[INPUT DATA — start]
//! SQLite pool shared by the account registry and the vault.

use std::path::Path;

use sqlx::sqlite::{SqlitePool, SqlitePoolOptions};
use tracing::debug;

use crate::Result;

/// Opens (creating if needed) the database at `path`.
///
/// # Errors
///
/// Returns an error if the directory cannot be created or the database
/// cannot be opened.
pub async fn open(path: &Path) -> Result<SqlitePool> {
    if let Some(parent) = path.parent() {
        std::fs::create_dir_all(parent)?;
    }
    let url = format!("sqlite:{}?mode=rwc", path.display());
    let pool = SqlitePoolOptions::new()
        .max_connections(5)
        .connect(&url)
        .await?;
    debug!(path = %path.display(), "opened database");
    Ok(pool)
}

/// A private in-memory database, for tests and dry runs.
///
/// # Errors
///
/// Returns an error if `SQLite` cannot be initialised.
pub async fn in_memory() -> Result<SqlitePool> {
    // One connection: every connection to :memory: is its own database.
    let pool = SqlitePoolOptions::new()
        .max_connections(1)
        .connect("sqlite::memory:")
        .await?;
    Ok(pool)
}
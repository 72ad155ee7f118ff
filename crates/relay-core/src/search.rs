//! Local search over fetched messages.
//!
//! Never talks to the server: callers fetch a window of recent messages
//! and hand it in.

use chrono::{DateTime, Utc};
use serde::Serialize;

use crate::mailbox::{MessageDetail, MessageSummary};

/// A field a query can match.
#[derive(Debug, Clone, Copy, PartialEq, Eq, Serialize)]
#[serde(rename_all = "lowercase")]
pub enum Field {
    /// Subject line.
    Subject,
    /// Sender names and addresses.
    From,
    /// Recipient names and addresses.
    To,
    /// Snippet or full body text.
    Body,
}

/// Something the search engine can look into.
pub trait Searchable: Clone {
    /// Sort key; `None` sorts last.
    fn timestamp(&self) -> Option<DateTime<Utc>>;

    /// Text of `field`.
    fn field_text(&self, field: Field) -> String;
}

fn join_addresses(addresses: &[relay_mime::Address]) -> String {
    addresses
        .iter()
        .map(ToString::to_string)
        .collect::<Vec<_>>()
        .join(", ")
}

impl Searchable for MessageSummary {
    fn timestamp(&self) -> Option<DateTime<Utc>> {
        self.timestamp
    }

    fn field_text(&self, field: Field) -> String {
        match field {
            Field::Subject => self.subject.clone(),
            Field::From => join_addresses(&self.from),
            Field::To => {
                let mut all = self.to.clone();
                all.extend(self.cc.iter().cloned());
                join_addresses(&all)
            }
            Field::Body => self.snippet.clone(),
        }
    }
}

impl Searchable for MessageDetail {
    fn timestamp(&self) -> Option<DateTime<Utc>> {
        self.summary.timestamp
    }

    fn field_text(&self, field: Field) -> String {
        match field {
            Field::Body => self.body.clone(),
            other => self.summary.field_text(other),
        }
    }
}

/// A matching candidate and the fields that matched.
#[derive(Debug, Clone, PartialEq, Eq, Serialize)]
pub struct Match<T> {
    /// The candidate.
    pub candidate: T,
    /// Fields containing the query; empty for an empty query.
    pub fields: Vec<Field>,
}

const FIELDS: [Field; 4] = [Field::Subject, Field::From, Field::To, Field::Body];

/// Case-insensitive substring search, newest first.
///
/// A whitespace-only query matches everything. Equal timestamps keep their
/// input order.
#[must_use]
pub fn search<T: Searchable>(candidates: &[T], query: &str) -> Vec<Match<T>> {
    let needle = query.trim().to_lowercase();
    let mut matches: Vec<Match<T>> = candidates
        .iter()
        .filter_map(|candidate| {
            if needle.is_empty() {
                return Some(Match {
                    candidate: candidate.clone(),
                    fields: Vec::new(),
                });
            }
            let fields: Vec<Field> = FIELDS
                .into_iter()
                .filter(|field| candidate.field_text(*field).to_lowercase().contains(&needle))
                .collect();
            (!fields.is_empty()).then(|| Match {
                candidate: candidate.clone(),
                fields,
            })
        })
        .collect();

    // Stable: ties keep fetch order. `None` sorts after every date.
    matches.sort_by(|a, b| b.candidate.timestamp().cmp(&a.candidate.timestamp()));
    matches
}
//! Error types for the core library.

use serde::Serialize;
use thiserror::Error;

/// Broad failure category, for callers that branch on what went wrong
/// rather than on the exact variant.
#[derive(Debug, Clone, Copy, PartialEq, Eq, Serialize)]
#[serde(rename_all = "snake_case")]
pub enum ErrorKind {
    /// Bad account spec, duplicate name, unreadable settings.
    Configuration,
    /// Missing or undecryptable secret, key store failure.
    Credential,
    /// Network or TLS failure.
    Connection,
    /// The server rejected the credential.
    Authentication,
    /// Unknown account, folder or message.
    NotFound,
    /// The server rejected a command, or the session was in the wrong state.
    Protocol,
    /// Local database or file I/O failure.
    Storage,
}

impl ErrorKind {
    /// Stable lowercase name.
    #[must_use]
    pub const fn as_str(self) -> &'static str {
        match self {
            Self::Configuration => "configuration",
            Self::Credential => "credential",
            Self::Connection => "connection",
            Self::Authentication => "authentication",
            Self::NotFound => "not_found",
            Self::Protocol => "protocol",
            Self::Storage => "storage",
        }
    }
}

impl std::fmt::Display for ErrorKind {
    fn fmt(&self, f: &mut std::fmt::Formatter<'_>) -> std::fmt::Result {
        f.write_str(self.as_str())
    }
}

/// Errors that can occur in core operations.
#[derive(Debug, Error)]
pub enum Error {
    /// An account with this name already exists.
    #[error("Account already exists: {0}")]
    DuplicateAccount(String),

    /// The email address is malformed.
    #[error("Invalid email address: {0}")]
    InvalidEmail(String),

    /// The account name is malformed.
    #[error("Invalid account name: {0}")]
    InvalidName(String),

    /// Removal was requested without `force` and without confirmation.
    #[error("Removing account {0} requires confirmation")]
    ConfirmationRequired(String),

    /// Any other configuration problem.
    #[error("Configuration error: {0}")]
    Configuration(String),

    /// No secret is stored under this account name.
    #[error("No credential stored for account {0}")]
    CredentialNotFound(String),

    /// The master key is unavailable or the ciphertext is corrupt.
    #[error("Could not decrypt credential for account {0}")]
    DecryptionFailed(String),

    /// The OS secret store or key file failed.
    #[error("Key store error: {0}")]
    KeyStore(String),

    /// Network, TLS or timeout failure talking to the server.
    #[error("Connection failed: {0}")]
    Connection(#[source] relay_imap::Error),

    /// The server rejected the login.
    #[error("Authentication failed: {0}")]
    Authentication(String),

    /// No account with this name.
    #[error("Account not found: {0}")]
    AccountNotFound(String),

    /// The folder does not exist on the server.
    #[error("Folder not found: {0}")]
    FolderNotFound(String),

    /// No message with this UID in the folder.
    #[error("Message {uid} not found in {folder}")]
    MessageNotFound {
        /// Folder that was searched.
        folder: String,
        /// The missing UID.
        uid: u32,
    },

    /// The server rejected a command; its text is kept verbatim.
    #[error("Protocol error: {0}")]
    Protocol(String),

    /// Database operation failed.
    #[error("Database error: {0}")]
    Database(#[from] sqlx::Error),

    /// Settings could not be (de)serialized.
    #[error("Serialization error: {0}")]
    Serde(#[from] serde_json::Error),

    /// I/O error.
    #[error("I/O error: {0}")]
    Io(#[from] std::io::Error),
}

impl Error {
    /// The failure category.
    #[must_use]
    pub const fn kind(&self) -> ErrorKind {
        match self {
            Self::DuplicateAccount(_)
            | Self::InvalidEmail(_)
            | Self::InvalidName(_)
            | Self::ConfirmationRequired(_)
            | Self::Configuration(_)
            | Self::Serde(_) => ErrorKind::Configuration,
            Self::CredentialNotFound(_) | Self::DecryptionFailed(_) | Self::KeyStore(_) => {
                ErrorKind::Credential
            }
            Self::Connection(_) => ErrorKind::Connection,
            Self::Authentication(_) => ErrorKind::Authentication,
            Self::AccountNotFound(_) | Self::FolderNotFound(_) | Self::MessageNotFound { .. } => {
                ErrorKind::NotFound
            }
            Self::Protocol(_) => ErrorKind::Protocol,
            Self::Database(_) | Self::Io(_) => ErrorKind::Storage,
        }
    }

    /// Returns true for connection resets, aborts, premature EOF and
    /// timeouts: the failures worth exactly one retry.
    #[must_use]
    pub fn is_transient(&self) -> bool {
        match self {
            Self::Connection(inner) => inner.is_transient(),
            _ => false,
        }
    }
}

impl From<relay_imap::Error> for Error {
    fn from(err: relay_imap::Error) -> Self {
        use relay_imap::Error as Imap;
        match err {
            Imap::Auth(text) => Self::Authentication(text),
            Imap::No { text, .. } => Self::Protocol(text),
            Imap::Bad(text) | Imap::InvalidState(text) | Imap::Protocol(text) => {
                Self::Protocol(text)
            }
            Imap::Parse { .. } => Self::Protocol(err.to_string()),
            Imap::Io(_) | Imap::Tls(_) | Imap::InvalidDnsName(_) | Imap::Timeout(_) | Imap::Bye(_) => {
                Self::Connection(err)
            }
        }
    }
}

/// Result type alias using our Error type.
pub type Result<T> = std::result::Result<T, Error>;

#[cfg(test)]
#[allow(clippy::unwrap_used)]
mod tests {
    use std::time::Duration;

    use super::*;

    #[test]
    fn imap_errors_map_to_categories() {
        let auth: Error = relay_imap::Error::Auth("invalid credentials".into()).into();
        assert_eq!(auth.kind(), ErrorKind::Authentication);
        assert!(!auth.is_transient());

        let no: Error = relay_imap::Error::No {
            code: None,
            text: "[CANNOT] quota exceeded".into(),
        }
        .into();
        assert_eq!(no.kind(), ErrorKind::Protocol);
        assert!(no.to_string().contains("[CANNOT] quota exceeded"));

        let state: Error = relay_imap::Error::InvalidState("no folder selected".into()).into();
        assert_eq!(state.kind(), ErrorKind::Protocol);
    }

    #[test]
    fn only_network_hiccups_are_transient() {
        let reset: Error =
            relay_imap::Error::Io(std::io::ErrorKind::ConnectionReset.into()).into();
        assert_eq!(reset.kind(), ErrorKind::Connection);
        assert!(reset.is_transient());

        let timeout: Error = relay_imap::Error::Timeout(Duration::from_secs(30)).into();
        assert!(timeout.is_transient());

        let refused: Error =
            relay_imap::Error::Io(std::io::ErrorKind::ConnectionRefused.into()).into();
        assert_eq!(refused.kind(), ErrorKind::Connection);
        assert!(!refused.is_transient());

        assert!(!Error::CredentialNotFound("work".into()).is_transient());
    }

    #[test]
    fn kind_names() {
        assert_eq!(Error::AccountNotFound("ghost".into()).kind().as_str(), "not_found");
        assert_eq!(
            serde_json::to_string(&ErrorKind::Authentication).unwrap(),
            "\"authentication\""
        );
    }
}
[INPUT DATA — finish]
[INPUT DATA — start]
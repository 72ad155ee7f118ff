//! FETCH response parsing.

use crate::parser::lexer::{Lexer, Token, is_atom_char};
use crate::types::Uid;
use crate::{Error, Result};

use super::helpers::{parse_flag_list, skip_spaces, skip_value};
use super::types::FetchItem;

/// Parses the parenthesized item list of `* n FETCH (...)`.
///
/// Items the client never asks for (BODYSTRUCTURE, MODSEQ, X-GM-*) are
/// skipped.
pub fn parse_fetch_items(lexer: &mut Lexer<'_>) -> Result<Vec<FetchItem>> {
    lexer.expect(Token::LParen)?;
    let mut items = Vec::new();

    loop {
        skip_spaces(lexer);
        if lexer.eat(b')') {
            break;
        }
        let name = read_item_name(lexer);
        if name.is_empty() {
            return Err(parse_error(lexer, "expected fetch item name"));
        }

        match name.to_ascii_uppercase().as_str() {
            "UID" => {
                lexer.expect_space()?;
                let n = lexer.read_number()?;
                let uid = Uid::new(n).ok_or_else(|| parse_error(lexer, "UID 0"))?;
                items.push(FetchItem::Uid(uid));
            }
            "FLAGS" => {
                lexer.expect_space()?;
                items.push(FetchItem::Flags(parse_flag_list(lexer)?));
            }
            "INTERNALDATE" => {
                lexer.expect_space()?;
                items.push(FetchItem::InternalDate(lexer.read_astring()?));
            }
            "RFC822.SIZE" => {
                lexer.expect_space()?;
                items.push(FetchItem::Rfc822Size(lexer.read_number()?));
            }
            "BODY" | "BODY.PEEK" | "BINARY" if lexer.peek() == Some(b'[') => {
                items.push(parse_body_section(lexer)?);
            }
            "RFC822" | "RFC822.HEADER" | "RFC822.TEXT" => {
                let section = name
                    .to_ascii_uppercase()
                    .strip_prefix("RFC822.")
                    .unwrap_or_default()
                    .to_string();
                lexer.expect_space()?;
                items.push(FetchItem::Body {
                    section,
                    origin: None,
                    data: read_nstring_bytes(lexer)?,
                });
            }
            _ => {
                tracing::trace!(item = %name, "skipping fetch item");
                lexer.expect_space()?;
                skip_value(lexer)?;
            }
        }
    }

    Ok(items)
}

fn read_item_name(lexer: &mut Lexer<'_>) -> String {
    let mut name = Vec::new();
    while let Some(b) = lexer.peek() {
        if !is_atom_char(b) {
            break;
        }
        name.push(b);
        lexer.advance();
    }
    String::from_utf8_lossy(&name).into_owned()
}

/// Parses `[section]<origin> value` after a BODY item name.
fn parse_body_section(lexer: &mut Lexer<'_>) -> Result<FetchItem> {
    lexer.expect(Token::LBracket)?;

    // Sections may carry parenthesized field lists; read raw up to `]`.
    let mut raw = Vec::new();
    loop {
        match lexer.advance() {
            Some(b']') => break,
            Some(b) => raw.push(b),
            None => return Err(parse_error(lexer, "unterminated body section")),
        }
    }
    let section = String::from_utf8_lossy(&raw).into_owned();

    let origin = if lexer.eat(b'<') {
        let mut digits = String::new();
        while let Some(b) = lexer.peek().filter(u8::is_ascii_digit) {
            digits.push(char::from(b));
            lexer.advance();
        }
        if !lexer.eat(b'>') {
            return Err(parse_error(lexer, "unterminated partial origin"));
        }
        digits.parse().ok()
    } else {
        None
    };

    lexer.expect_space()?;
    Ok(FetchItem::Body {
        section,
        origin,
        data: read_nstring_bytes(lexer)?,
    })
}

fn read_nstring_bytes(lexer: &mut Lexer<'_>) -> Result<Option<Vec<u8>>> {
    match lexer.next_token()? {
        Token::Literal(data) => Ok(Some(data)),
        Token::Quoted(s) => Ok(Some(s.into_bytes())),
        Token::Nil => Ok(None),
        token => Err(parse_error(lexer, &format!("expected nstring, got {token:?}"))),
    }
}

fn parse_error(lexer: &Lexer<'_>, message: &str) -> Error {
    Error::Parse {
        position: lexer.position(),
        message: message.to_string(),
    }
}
[INPUT DATA — finish]
[INPUT DATA — start]
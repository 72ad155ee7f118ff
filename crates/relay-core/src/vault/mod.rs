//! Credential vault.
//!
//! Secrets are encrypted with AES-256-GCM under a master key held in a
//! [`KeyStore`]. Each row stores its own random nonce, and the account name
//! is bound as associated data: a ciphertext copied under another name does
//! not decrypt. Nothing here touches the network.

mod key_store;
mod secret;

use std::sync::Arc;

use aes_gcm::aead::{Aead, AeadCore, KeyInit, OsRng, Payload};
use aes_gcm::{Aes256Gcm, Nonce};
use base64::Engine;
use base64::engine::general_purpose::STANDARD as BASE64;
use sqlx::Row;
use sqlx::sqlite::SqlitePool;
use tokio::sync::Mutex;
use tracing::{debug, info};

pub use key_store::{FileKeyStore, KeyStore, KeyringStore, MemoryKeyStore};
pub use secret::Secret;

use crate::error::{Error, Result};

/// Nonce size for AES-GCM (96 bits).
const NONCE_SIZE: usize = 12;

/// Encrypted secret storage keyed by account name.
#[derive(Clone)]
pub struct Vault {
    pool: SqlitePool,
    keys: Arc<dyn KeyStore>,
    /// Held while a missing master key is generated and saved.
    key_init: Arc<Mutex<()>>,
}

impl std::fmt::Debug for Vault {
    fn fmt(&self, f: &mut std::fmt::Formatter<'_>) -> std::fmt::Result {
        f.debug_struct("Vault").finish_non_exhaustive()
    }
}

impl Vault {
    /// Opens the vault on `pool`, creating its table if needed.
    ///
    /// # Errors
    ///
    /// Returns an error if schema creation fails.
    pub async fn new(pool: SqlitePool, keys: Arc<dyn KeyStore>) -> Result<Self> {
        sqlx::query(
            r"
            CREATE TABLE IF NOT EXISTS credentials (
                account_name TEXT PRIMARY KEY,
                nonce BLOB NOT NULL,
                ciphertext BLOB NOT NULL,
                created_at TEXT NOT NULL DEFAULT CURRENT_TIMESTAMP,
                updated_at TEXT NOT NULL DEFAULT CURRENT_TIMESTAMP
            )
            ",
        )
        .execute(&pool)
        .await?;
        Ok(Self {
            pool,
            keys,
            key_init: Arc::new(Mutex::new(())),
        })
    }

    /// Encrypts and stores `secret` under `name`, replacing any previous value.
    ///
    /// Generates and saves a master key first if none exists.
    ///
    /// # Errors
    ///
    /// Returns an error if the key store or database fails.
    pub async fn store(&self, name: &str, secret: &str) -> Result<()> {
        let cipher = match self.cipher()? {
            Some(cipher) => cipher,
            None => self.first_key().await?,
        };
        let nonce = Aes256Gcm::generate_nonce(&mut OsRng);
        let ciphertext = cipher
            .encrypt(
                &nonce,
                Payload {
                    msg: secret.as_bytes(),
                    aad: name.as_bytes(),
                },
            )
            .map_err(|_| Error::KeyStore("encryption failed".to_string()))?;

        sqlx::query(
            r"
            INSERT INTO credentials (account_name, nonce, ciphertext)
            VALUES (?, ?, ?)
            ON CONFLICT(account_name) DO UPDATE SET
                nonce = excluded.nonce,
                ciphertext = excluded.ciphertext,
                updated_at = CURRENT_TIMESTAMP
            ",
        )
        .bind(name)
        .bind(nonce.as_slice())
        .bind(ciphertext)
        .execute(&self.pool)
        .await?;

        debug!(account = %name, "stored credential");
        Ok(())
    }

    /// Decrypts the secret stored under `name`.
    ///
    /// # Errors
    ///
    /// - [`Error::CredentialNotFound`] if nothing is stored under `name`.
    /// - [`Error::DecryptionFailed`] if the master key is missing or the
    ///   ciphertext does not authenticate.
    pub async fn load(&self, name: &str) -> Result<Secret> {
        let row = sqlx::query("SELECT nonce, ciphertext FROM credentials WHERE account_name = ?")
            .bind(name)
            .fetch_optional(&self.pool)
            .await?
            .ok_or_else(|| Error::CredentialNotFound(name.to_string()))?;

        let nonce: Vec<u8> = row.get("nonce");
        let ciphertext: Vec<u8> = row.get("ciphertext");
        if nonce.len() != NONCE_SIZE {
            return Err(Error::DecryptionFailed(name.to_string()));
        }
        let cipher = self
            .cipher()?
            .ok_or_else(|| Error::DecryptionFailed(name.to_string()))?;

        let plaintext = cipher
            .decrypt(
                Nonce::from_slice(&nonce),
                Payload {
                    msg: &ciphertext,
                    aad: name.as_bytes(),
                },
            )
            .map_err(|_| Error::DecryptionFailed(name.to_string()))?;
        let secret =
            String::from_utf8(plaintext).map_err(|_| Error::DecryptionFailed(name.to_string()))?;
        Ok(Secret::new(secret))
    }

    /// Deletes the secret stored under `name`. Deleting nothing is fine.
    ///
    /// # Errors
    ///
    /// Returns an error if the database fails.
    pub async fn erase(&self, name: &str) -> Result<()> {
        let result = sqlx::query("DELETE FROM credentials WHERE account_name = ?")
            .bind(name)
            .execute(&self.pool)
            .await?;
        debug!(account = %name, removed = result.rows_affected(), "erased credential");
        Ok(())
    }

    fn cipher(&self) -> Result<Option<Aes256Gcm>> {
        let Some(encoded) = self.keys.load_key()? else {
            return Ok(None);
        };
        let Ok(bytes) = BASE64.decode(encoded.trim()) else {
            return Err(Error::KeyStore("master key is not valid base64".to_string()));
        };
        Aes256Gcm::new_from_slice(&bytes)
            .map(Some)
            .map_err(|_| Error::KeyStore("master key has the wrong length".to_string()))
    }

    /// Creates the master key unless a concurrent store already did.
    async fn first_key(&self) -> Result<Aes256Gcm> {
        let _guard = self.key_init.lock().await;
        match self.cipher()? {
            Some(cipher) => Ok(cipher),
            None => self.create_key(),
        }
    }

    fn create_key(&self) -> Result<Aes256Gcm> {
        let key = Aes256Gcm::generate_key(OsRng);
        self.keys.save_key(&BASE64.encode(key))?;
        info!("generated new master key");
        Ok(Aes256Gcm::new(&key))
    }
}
[INPUT DATA — finish]
EXERCISE:
With the line that has "#[allow(clippy::unwrap_used)]" as the first and the line that has "assert_eq!(no.kind(), ErrorKind::Protocol);" as the last, repeat exactly that run of lines above and no more.

RESPONSE TO THE TASK:
#[allow(clippy::unwrap_used)]
mod tests {
    use std::time::Duration;

    use super::*;

    #[test]
    fn imap_errors_map_to_categories() {
        let auth: Error = relay_imap::Error::Auth("invalid credentials".into()).into();
        assert_eq!(auth.kind(), ErrorKind::Authentication);
        assert!(!auth.is_transient());

        let no: Error = relay_imap::Error::No {
            code: None,
            text: "[CANNOT] quota exceeded".into(),
        }
        .into();
        assert_eq!(no.kind(), ErrorKind::Protocol);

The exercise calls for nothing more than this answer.